A Guide to Art at the University of Illinois
Title | A Guide to Art at the University of Illinois PDF eBook |
Author | Muriel Scheinman |
Publisher | University of Illinois Press |
Pages | 240 |
Release | 1995 |
Genre | Art |
ISBN | 9780252064425 |
Placing her subjects in a social as well as art historical context, Muriel Scheinman provides engaging catalog entries describing how various pieces came to the university and how critics, faculty, and students received them.
The Spanish Craze
Title | The Spanish Craze PDF eBook |
Author | Richard L. Kagan |
Publisher | U of Nebraska Press |
Pages | 640 |
Release | 2019-03-01 |
Genre | History |
ISBN | 1496207726 |
The Spanish Craze is the compelling story of the centuries-long U.S. fascination with the history, literature, art, culture, and architecture of Spain. Richard L. Kagan offers a stunningly revisionist understanding of the origins of hispanidad in America, tracing its origins from the early republic to the New Deal.
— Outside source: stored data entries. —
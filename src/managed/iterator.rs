// Lazy results that own the transaction they are read in.

use super::lease::TransactionLease;
use crate::core::Result;
use crate::orm::{CloseableIterator, ResultStream};
use std::thread;
use tracing::warn;

fn roll_back(lease: &mut TransactionLease) {
    if let Err(err) = lease.rollback() {
        warn!("Rollback after failed read did not complete: {}", err);
    }
}

/// Iterator whose close commits its transaction, then closes the cursor
pub struct ManagedIterator<E> {
    lease: TransactionLease,
    delegate: Box<dyn CloseableIterator<E>>,
    closed: bool,
}

impl<E> ManagedIterator<E> {
    pub fn new(delegate: Box<dyn CloseableIterator<E>>, lease: TransactionLease) -> Self {
        Self {
            lease,
            delegate,
            closed: false,
        }
    }
}

impl<E> Iterator for ManagedIterator<E> {
    type Item = Result<E>;

    fn next(&mut self) -> Option<Self::Item> {
        if self.closed {
            return None;
        }
        let item = self.delegate.next();
        if let Some(Err(_)) = &item {
            roll_back(&mut self.lease);
        }
        item
    }
}

impl<E> CloseableIterator<E> for ManagedIterator<E> {
    fn close(&mut self) -> Result<()> {
        if self.closed {
            return Ok(());
        }
        self.closed = true;
        let committed = self.lease.commit();
        let closed = self.delegate.close();
        committed.and(closed)
    }
}

impl<E> Drop for ManagedIterator<E> {
    fn drop(&mut self) {
        if self.closed {
            return;
        }
        if thread::panicking() {
            roll_back(&mut self.lease);
        } else {
            warn!("Managed iterator dropped without close");
        }
        if let Err(err) = self.close() {
            warn!("Failed to close dropped iterator: {}", err);
        }
    }
}

/// Stream whose close closes the delegate stream, then commits
pub struct ManagedStream<E> {
    delegate: ResultStream<E>,
    lease: TransactionLease,
    closed: bool,
}

impl<E> ManagedStream<E> {
    pub fn new(delegate: ResultStream<E>, lease: TransactionLease) -> Self {
        Self {
            delegate,
            lease,
            closed: false,
        }
    }
}

impl<E> Iterator for ManagedStream<E> {
    type Item = Result<E>;

    fn next(&mut self) -> Option<Self::Item> {
        if self.closed {
            return None;
        }
        let item = self.delegate.next();
        if let Some(Err(_)) = &item {
            roll_back(&mut self.lease);
        }
        item
    }
}

impl<E> CloseableIterator<E> for ManagedStream<E> {
    fn close(&mut self) -> Result<()> {
        if self.closed {
            return Ok(());
        }
        self.closed = true;
        let closed = self.delegate.close();
        let committed = self.lease.commit();
        closed.and(committed)
    }
}

impl<E> Drop for ManagedStream<E> {
    fn drop(&mut self) {
        if self.closed {
            return;
        }
        if thread::panicking() {
            roll_back(&mut self.lease);
        }
        if let Err(err) = self.close() {
            warn!("Failed to close dropped stream: {}", err);
        }
    }
}
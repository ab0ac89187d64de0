// ============================================================================
// Background Executors
// ============================================================================
//
// Runs blocking work off the calling thread and hands the outcome back
// through a future. Transactions are bound per thread, so work submitted
// here never sees a transaction opened by the submitter.
//
// ============================================================================

use crate::core::{Result, StoreError};
use std::future::Future;
use std::pin::Pin;
use std::task::{Context, Poll};
use tokio::runtime::Handle;
use tokio::sync::oneshot;
use tracing::warn;

pub type Task = Box<dyn FnOnce() + Send + 'static>;

pub trait Executor: Send + Sync {
    fn execute(&self, task: Task);
}

/// Tokio's blocking pool when a runtime is running, a fresh thread otherwise
#[derive(Debug, Default, Clone, Copy)]
pub struct DefaultExecutor;

impl Executor for DefaultExecutor {
    fn execute(&self, task: Task) {
        match Handle::try_current() {
            Ok(handle) => {
                handle.spawn_blocking(task);
            }
            Err(_) => {
                if let Err(err) = std::thread::Builder::new()
                    .name("txbridge-worker".into())
                    .spawn(task)
                {
                    warn!("Failed to spawn worker thread: {}", err);
                }
            }
        }
    }
}

/// Blocking pool of a specific runtime
#[derive(Debug, Clone)]
pub struct TokioExecutor {
    handle: Handle,
}

impl TokioExecutor {
    pub fn new(handle: Handle) -> Self {
        Self { handle }
    }

    pub fn current() -> Result<Self> {
        Handle::try_current()
            .map(Self::new)
            .map_err(|e| StoreError::ExecutionError(format!("No tokio runtime: {}", e)))
    }
}

impl Executor for TokioExecutor {
    fn execute(&self, task: Task) {
        self.handle.spawn_blocking(task);
    }
}

/// Outcome of work running on an executor
#[must_use = "futures do nothing unless polled or waited on"]
pub struct ScalarFuture<E> {
    receiver: oneshot::Receiver<Result<E>>,
}

impl<E> ScalarFuture<E> {
    /// Block the current thread until the value is ready
    ///
    /// Must not be called from inside an async task; `.await` the future there.
    pub fn wait(self) -> Result<E> {
        futures::executor::block_on(self)
    }
}

impl<E> Future for ScalarFuture<E> {
    type Output = Result<E>;

    fn poll(mut self: Pin<&mut Self>, cx: &mut Context<'_>) -> Poll<Self::Output> {
        Pin::new(&mut self.receiver).poll(cx).map(|received| {
            received.unwrap_or_else(|_| {
                Err(StoreError::ExecutionError(
                    "Background task ended without producing a value".into(),
                ))
            })
        })
    }
}

/// Run `supplier` on `executor` and return its eventual value
pub fn supply_async<E, F>(executor: &dyn Executor, supplier: F) -> ScalarFuture<E>
where
    E: Send + 'static,
    F: FnOnce() -> Result<E> + Send + 'static,
{
    let (sender, receiver) = oneshot::channel();
    executor.execute(Box::new(move || {
        // Receiver may already be gone; nothing left to notify.
        let _ = sender.send(supplier());
    }));
    ScalarFuture { receiver }
}

#[cfg(test)]
mod tests {
    use super::*;
    use std::thread;

    #[test]
    fn test_default_executor_without_runtime() {
        let caller = thread::current().id();
        let future = supply_async(&DefaultExecutor, move || Ok(thread::current().id() != caller));
        assert!(future.wait().unwrap());
    }

    #[tokio::test]
    async fn test_default_executor_inside_runtime() {
        let value = supply_async(&DefaultExecutor, || Ok(21 * 2)).await.unwrap();
        assert_eq!(value, 42);
    }

    #[tokio::test]
    async fn test_tokio_executor_propagates_errors() {
        let executor = TokioExecutor::current().unwrap();
        let result: Result<i64> =
            supply_async(&executor, || Err(StoreError::NoSuchElement("empty".into()))).await;
        assert!(matches!(result, Err(StoreError::NoSuchElement(_))));
    }

    #[test]
    fn test_panicking_task_reports_error() {
        let future: ScalarFuture<i64> = supply_async(&DefaultExecutor, || panic!("task failed"));
        assert!(matches!(future.wait(), Err(StoreError::ExecutionError(_))));
    }

    #[test]
    fn test_tokio_executor_requires_runtime() {
        assert!(TokioExecutor::current().is_err());
    }
}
As Spanish power and influence waned in the Atlantic World by the eighteenth century, her rivals created the “Black Legend,” which promoted an image of Spain as a dead and lost civilization rife with innate cruelty and cultural and religious backwardness. The Black Legend and its ambivalences influenced Americans throughout the nineteenth century, reaching a high pitch in the Spanish-American War of 1898. However, the Black Legend retreated soon thereafter, and Spanish culture and heritage became attractive to Americans for its perceived authenticity and antimodernism. Although the Spanish craze infected regions where the Spanish New World presence was most felt—California, the American Southwest, Texas, and Florida—there were also early, quite serious flare-ups of the craze in Chicago, New York, and New England. Kagan revisits early interest in Hispanism among elites such as the Boston book dealer Obadiah Rich, a specialist in the early history of the Americas, and the writers Washington Irving and Henry Wadsworth Longfellow. He also considers later enthusiasts such as Angeleno Charles Lummis and the many writers, artists, and architects of the modern Spanish Colonial Revival in the United States in the late nineteenth and early twentieth centuries. Spain’s political and cultural elites understood that the promotion of Spanish culture in the United States and the Western Hemisphere in general would help overcome imperial defeats while uniting Spaniards and those of Spanish descent into a singular raza whose shared characteristics and interests transcended national boundaries. With elegant prose and verve, The Spanish Craze spans centuries and provides a captivating glimpse into distinct facets of Hispanism in monuments, buildings, and private homes; the visual, performing, and cinematic arts; and the literature, travel journals, and letters of its enthusiasts in the United States.